▶ _THE DATA_:

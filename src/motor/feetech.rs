// Feetech STS-series serial protocol
//
// Used as the real-hardware drive channel: velocity mode for the wheel
// commands, present position for encoder feedback.
//
// Protocol is similar to Dynamixel Protocol 1.0:
// Packet format: [0xFF, 0xFF, ID, Length, Instruction, Params..., Checksum]

use serialport::{self, SerialPort};
use std::io::{Read, Write};
use std::time::Duration;
use tracing::debug;

/// Default serial configuration for Feetech motors
pub const DEFAULT_BAUDRATE: u32 = 1_000_000;
pub const DEFAULT_TIMEOUT_MS: u64 = 100;

/// Present position is a 12-bit single-turn counter
pub const POSITION_RESOLUTION: i64 = 4096;

/// Packet header bytes
const HEADER: [u8; 2] = [0xFF, 0xFF];

/// Instructions used by the drive
#[repr(u8)]
#[derive(Debug, Clone, Copy)]
pub enum Instruction {
    Ping = 0x01,
    Read = 0x02,
    Write = 0x03,
}

/// RAM registers used by the drive
#[repr(u8)]
#[derive(Debug, Clone, Copy)]
pub enum Register {
    OperatingMode = 33,   // 1 byte: 0=position, 1=velocity, 2=PWM, 3=step
    TorqueEnable = 40,    // 1 byte: 0=off, 1=on
    GoalVelocity = 46,    // 2 bytes, sign-magnitude
    Lock = 55,            // 1 byte: 0=unlocked, 1=locked
    PresentPosition = 56, // 2 bytes, read-only
    PresentVelocity = 58, // 2 bytes, read-only, sign-magnitude
}

/// Operating modes
#[repr(u8)]
#[derive(Debug, Clone, Copy, PartialEq)]
pub enum OperatingMode {
    Position = 0,
    Velocity = 1,
    Pwm = 2,
    Step = 3,
}

/// Error types for Feetech communication
#[derive(Debug, thiserror::Error)]
pub enum FeetechError {
    #[error("Serial port error: {0}")]
    Serial(#[from] serialport::Error),

    #[error("IO error: {0}")]
    Io(#[from] std::io::Error),

    #[error("Invalid response from motor {id}: {reason}")]
    InvalidResponse { id: u8, reason: String },

    #[error("Checksum mismatch for motor {id}")]
    ChecksumMismatch { id: u8 },

    #[error("Motor {id} returned error status: 0x{status:02X}")]
    MotorError { id: u8, status: u8 },

    #[error("Timeout waiting for response from motor {id}")]
    Timeout { id: u8 },
}

pub type Result<T> = std::result::Result<T, FeetechError>;

/// Inverted byte sum, over everything after the header
fn checksum(data: &[u8]) -> u8 {
    let sum: u32 = data.iter().map(|&b| b as u32).sum();
    !(sum as u8)
}

fn build_packet(id: u8, instruction: Instruction, params: &[u8]) -> Vec<u8> {
    let mut packet = Vec::with_capacity(6 + params.len());
    packet.extend_from_slice(&HEADER);
    // Length counts instruction + params + checksum
    packet.extend_from_slice(&[id, (params.len() + 2) as u8, instruction as u8]);
    packet.extend_from_slice(params);
    packet.push(checksum(&packet[2..]));
    packet
}

/// Validate a status frame body (`[id, length, error, params.., checksum]`)
/// and return its params
fn parse_status(expected_id: u8, frame: &[u8]) -> Result<Vec<u8>> {
    let invalid = |reason: String| FeetechError::InvalidResponse {
        id: expected_id,
        reason,
    };
    if frame.len() < 4 {
        return Err(invalid(format!("Short frame: {} bytes", frame.len())));
    }
    let (id, length) = (frame[0], frame[1] as usize);
    if id != expected_id {
        return Err(invalid(format!("ID mismatch: expected {}, got {}", expected_id, id)));
    }
    if frame.len() != length + 2 {
        return Err(invalid(format!("Length {} does not match frame", length)));
    }

    let (body, received) = frame.split_at(frame.len() - 1);
    if checksum(body) != received[0] {
        return Err(FeetechError::ChecksumMismatch { id });
    }
    if body[2] != 0 {
        return Err(FeetechError::MotorError { id, status: body[2] });
    }
    Ok(body[3..].to_vec())
}

/// Feetech motor bus - handles serial communication with motors
pub struct FeetechBus {
    port: Box<dyn SerialPort>,
}

impl FeetechBus {
    /// Open a new connection to the motor bus
    pub fn open(port_name: &str) -> Result<Self> {
        Self::open_with_baudrate(port_name, DEFAULT_BAUDRATE)
    }

    /// Open with custom baudrate
    pub fn open_with_baudrate(port_name: &str, baudrate: u32) -> Result<Self> {
        let port = serialport::new(port_name, baudrate)
            .timeout(Duration::from_millis(DEFAULT_TIMEOUT_MS))
            .open()?;

        Ok(Self { port })
    }

    /// Send one instruction and wait for its status frame
    fn transact(&mut self, id: u8, instruction: Instruction, params: &[u8]) -> Result<Vec<u8>> {
        let packet = build_packet(id, instruction, params);
        self.port.write_all(&packet)?;
        self.port.flush()?;

        let mut header = [0u8; 4];
        self.port.read_exact(&mut header).map_err(|e| {
            if e.kind() == std::io::ErrorKind::TimedOut {
                FeetechError::Timeout { id }
            } else {
                FeetechError::Io(e)
            }
        })?;
        if header[..2] != HEADER {
            return Err(FeetechError::InvalidResponse {
                id,
                reason: format!("Invalid header: {:02X?}", &header[..2]),
            });
        }

        let mut frame = vec![header[2], header[3]];
        frame.resize(2 + header[3] as usize, 0);
        self.port.read_exact(&mut frame[2..])?;
        parse_status(id, &frame)
    }

    /// Ping a motor to check if it's connected
    pub fn ping(&mut self, id: u8) -> Result<bool> {
        match self.transact(id, Instruction::Ping, &[]) {
            Ok(_) => Ok(true),
            Err(FeetechError::Timeout { .. }) => Ok(false),
            Err(e) => Err(e),
        }
    }

    fn write_register(&mut self, id: u8, register: Register, data: &[u8]) -> Result<()> {
        debug!("Write motor {}: reg={:?}, data={:02X?}", id, register, data);
        let mut params = Vec::with_capacity(1 + data.len());
        params.push(register as u8);
        params.extend_from_slice(data);
        self.transact(id, Instruction::Write, &params)?;
        Ok(())
    }

    fn read_register<const N: usize>(&mut self, id: u8, register: Register) -> Result<[u8; N]> {
        let response = self.transact(id, Instruction::Read, &[register as u8, N as u8])?;
        response
            .get(..N)
            .and_then(|bytes| bytes.try_into().ok())
            .ok_or_else(|| FeetechError::InvalidResponse {
                id,
                reason: format!("Expected {} bytes, got {}", N, response.len()),
            })
    }

    pub fn write_u8(&mut self, id: u8, register: Register, value: u8) -> Result<()> {
        self.write_register(id, register, &[value])
    }

    pub fn read_u8(&mut self, id: u8, register: Register) -> Result<u8> {
        let [value] = self.read_register::<1>(id, register)?;
        Ok(value)
    }

    /// Read two bytes (little-endian) from a register
    pub fn read_u16(&mut self, id: u8, register: Register) -> Result<u16> {
        Ok(u16::from_le_bytes(self.read_register::<2>(id, register)?))
    }

    // === High-level convenience methods ===

    /// Enable torque on a motor
    pub fn enable_torque(&mut self, id: u8) -> Result<()> {
        self.write_u8(id, Register::TorqueEnable, 1)?;
        self.write_u8(id, Register::Lock, 1)
    }

    /// Disable torque on a motor, the wheel turns freely
    pub fn disable_torque(&mut self, id: u8) -> Result<()> {
        self.write_u8(id, Register::TorqueEnable, 0)?;
        self.write_u8(id, Register::Lock, 0)
    }

    /// Set operating mode (must disable torque first)
    pub fn set_operating_mode(&mut self, id: u8, mode: OperatingMode) -> Result<()> {
        self.write_u8(id, Register::OperatingMode, mode as u8)
    }

    /// Set goal velocity for a motor (must be in velocity mode)
    pub fn set_velocity(&mut self, id: u8, velocity: i16) -> Result<()> {
        let raw = encode_sign_magnitude(velocity);
        self.write_register(id, Register::GoalVelocity, &raw.to_le_bytes())
    }

    /// Read present velocity from a motor
    pub fn get_velocity(&mut self, id: u8) -> Result<i16> {
        let raw = self.read_u16(id, Register::PresentVelocity)?;
        Ok(decode_sign_magnitude(raw))
    }

    /// Read the single-turn shaft position, 0..4096
    pub fn get_position(&mut self, id: u8) -> Result<u16> {
        let raw = self.read_u16(id, Register::PresentPosition)?;
        Ok(raw & 0x0FFF)
    }
}

/// Shortest signed step between two single-turn readings
pub fn position_delta(previous: u16, current: u16) -> i64 {
    let half = POSITION_RESOLUTION / 2;
    let diff = current as i64 - previous as i64;
    (diff + half).rem_euclid(POSITION_RESOLUTION) - half
}

/// Bit 15 = sign (1 = negative), bits 0-14 = magnitude
fn encode_sign_magnitude(value: i16) -> u16 {
    let magnitude = value.unsigned_abs().min(0x7FFF);
    if value < 0 { 0x8000 | magnitude } else { magnitude }
}

fn decode_sign_magnitude(raw: u16) -> i16 {
    let magnitude = (raw & 0x7FFF) as i16;
    if raw & 0x8000 != 0 { -magnitude } else { magnitude }
}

▶ _WORK TO BE COMPLETED_: Set down precisely the lines above between the line holding "params + checksum" and the line holding "if id != expected_id", inclusive, and nothing beyond them.

▶ _RESPONSE_:
    // Length counts instruction + params + checksum
    packet.extend_from_slice(&[id, (params.len() + 2) as u8, instruction as u8]);
    packet.extend_from_slice(params);
    packet.push(checksum(&packet[2..]));
    packet
}

/// Validate a status frame body (`[id, length, error, params.., checksum]`)
/// and return its params
fn parse_status(expected_id: u8, frame: &[u8]) -> Result<Vec<u8>> {
    let invalid = |reason: String| FeetechError::InvalidResponse {
        id: expected_id,
        reason,
    };
    if frame.len() < 4 {
        return Err(invalid(format!("Short frame: {} bytes", frame.len())));
    }
    let (id, length) = (frame[0], frame[1] as usize);
    if id != expected_id {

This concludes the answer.